Saved data entries:
=-=-=

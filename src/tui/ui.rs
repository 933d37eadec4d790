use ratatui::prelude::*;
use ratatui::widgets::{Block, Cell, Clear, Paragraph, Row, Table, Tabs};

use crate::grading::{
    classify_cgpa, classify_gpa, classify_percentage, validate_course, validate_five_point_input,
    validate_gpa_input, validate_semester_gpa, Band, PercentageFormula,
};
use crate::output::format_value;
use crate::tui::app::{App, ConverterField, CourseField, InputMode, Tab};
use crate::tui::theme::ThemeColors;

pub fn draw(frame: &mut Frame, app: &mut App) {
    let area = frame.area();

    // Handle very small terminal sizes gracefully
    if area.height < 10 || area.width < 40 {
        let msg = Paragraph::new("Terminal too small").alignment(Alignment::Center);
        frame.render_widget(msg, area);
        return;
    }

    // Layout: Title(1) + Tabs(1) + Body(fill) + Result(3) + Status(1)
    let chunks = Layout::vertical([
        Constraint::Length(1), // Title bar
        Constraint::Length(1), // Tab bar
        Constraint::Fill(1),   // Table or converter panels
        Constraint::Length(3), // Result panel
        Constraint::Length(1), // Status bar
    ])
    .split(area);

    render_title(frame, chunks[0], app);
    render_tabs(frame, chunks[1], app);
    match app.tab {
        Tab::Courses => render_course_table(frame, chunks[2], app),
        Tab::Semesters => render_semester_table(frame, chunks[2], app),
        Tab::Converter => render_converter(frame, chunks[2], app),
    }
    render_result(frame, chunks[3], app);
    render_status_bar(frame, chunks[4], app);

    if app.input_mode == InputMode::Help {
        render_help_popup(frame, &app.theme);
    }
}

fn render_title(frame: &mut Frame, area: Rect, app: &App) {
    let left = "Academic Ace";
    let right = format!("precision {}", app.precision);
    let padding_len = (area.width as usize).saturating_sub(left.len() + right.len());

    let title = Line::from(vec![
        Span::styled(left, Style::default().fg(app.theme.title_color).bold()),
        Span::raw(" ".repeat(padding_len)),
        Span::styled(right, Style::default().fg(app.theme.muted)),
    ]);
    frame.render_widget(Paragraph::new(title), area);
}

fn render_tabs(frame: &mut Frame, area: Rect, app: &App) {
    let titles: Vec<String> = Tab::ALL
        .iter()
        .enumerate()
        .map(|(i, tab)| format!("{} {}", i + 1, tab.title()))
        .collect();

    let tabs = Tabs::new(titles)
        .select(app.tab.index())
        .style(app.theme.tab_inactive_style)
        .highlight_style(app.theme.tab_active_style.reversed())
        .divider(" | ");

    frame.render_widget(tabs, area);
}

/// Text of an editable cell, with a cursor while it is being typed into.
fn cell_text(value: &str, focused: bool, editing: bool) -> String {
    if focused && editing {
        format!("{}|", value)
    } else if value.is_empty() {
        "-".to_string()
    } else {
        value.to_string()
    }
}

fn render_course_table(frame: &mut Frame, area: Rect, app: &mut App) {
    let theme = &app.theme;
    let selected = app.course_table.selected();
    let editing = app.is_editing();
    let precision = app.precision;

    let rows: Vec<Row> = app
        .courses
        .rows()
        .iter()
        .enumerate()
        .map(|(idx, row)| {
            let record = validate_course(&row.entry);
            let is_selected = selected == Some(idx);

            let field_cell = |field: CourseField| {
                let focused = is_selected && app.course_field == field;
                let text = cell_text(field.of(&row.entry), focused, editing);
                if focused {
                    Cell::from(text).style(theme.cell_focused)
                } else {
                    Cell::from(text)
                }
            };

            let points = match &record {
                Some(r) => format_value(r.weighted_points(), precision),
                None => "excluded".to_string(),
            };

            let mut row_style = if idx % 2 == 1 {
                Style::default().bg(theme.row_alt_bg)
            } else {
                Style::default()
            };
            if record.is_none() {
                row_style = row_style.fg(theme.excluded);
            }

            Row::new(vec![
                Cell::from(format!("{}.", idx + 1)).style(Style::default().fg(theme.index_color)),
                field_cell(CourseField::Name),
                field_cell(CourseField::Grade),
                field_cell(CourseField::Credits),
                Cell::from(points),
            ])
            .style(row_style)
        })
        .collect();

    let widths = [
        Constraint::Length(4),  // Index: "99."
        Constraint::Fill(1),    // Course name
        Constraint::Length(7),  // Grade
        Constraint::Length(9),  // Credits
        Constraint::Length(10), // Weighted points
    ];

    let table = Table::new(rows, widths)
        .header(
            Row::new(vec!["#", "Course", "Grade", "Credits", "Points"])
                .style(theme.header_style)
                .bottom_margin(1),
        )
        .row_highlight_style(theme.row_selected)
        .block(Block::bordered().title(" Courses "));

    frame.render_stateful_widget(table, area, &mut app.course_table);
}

=-=-=

*Work instruction*. Could you filter the entries above for lines holding the string "left" and copy them?

*Solution for this problem*.
    let left = "Academic Ace";
    let padding_len = (area.width as usize).saturating_sub(left.len() + right.len());
        Span::styled(left, Style::default().fg(app.theme.title_color).bold()),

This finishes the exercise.